* _Try it_
Scan the entries below and state how many lines contain "anyhow". No other output.

* _Given information_

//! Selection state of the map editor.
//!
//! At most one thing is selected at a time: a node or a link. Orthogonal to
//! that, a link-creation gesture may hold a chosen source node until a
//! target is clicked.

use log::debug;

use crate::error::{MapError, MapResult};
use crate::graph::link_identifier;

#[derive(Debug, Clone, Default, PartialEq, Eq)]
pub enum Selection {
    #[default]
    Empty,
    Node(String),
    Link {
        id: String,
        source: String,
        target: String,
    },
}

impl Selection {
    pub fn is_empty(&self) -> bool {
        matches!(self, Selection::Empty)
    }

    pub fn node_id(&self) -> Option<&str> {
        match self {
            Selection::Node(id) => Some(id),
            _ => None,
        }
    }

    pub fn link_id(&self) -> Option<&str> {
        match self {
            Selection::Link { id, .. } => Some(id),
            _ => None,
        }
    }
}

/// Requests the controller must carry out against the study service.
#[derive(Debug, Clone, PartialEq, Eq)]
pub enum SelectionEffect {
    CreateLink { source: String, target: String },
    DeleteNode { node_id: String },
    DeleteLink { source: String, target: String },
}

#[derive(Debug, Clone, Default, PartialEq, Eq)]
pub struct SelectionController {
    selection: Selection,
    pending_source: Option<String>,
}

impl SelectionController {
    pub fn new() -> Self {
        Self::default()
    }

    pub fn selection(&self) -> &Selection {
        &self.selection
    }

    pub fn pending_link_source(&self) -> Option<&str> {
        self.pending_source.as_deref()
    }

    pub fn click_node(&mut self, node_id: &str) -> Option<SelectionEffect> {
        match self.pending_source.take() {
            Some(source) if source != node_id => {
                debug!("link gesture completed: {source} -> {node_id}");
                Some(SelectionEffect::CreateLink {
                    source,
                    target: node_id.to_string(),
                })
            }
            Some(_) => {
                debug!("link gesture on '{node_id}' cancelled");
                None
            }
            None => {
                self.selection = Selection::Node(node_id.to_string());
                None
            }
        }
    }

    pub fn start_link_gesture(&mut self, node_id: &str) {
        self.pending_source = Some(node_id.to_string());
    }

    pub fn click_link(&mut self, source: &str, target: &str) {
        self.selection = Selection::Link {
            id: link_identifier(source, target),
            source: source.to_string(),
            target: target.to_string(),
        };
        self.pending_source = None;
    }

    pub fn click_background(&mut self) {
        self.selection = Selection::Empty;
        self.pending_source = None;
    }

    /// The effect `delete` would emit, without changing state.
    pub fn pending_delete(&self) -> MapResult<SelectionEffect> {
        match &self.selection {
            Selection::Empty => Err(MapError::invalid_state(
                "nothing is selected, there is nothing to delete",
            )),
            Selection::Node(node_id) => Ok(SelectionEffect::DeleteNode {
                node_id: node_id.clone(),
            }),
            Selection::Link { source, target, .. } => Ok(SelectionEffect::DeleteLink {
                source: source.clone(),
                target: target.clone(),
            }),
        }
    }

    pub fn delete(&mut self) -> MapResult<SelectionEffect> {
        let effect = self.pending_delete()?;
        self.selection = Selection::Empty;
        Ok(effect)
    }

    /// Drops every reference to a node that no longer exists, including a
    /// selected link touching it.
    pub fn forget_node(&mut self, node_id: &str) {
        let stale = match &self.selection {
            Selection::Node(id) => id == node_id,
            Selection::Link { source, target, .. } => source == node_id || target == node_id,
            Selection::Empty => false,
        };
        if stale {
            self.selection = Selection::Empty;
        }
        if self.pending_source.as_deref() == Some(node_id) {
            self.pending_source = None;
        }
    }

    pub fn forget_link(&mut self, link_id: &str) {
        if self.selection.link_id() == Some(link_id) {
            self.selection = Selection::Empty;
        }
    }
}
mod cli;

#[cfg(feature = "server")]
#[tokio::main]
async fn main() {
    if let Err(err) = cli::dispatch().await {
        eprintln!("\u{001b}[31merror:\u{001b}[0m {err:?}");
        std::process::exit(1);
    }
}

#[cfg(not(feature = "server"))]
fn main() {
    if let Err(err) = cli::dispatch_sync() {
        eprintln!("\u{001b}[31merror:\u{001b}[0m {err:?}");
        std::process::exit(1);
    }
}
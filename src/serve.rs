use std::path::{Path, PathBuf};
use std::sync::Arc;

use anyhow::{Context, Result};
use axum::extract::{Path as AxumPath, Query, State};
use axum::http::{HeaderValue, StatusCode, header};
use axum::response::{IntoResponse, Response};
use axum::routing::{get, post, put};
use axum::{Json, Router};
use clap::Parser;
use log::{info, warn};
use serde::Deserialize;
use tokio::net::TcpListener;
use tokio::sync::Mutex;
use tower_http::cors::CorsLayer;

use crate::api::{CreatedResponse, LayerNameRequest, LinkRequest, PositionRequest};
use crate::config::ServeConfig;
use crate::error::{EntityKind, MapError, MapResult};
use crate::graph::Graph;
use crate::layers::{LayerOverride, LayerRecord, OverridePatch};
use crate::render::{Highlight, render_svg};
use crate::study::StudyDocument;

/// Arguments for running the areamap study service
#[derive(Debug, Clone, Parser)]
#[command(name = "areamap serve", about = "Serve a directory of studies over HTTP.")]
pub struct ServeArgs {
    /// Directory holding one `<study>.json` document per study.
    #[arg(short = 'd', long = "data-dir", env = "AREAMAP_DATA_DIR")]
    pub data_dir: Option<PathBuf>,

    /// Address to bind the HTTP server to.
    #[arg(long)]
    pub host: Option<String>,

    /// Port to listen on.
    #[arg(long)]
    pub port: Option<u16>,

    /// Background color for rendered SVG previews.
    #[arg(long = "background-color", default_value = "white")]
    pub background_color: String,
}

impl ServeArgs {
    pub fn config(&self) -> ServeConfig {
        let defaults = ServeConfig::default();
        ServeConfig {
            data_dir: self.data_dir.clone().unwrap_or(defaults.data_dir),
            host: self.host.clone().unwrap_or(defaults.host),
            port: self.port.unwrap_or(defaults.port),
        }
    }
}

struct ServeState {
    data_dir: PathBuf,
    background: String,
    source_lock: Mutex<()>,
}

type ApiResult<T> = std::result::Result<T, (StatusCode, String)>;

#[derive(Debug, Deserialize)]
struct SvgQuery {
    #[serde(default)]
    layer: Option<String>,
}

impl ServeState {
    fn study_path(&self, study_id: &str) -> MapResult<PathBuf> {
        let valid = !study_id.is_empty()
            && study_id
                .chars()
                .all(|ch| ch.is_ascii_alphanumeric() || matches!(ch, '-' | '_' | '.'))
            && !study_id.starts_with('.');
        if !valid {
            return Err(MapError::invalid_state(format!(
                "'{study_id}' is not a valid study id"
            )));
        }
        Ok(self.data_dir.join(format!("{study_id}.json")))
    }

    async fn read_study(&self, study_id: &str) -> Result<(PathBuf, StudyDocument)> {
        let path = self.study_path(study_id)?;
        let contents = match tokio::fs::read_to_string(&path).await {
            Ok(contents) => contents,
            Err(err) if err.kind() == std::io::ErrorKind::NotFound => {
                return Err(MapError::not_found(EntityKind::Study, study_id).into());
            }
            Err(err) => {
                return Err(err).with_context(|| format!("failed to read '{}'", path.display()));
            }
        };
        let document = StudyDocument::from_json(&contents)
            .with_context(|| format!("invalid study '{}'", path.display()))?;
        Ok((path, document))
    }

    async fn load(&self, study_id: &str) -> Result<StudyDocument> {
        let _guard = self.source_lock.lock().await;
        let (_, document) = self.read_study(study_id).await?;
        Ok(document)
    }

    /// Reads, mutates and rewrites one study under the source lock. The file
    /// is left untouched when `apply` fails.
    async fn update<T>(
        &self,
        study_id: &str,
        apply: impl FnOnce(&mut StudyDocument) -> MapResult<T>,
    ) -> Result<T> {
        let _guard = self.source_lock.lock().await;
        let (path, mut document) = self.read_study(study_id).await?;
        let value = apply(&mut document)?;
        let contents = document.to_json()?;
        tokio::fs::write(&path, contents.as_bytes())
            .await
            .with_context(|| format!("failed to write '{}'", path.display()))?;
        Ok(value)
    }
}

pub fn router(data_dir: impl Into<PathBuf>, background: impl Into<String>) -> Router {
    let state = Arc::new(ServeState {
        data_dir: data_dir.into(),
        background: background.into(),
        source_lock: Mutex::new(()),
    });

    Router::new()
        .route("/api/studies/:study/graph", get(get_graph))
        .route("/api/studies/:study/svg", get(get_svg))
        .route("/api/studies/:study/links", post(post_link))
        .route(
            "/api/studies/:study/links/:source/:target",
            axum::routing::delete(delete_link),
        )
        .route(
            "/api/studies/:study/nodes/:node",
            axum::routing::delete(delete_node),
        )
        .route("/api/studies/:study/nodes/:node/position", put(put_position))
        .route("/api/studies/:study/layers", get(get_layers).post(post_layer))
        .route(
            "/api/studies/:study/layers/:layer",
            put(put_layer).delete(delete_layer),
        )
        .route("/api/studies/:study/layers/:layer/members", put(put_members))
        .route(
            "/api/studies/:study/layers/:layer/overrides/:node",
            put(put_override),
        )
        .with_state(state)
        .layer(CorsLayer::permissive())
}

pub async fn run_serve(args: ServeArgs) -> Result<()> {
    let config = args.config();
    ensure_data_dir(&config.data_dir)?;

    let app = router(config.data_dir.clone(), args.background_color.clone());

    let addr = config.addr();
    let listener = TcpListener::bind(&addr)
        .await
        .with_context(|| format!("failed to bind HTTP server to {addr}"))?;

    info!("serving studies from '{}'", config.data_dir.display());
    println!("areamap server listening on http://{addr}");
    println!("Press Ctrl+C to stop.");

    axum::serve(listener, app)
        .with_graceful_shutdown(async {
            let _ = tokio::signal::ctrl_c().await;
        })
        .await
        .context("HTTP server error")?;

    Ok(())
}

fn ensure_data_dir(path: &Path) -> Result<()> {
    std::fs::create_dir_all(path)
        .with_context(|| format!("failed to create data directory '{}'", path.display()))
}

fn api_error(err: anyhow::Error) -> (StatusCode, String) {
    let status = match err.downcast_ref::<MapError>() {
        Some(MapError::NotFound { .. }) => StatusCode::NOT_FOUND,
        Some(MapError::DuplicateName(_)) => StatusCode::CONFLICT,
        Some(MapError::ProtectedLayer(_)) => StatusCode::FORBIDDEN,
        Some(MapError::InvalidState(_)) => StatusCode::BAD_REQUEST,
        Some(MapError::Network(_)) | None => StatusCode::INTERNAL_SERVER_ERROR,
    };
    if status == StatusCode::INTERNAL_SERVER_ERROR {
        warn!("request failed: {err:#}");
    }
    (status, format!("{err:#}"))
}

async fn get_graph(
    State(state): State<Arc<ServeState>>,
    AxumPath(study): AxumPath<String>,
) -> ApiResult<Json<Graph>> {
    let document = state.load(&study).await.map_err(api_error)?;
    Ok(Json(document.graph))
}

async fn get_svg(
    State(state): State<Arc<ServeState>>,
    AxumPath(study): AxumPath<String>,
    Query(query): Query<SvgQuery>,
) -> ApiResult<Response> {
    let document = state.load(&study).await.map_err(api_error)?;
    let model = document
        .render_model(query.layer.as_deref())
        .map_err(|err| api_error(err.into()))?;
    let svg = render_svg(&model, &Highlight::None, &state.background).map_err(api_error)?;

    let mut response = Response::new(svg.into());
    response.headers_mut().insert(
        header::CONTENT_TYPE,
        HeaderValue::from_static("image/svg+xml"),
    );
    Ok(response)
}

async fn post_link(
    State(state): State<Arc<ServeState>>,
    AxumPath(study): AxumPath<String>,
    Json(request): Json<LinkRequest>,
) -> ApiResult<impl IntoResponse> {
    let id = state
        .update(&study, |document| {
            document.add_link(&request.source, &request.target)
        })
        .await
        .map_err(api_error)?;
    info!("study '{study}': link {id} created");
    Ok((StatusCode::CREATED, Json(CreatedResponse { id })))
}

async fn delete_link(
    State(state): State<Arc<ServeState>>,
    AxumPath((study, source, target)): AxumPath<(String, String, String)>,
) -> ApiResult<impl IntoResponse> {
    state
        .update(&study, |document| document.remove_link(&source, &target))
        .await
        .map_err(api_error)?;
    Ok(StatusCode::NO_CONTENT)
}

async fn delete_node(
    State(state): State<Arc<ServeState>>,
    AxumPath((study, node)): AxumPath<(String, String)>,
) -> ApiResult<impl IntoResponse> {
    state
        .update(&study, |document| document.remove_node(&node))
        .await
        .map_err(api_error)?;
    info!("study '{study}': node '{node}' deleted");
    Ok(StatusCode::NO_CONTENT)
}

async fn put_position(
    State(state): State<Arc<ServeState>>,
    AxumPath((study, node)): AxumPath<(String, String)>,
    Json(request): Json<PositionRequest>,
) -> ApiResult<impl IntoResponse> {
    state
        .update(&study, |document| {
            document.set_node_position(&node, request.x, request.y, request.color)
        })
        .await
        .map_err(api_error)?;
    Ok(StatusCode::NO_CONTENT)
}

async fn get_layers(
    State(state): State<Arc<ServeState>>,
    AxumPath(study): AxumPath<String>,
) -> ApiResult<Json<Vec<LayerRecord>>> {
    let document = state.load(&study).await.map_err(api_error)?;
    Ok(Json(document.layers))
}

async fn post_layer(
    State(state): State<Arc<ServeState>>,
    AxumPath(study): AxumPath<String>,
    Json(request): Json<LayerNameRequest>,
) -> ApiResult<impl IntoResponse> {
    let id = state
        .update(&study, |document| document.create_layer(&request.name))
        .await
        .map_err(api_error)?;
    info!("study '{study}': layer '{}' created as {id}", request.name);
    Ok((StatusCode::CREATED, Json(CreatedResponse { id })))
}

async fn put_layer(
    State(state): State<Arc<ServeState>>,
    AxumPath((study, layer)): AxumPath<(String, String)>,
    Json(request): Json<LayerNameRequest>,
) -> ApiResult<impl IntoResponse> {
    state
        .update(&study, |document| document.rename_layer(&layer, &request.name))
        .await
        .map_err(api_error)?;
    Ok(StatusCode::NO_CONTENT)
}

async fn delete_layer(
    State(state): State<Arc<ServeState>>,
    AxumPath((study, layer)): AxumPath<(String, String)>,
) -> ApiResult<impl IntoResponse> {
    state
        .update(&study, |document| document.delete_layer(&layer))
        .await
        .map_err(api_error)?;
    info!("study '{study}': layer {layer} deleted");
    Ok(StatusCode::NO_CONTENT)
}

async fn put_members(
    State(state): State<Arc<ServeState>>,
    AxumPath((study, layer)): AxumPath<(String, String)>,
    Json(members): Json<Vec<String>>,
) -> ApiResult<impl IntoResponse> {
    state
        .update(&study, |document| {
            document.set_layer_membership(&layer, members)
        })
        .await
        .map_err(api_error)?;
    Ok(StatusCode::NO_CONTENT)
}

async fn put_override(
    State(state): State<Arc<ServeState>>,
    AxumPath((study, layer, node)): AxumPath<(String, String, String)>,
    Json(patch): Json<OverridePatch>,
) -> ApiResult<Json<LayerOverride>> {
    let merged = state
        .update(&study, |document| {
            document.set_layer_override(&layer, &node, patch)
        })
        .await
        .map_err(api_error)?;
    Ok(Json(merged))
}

* _Solved problem_
2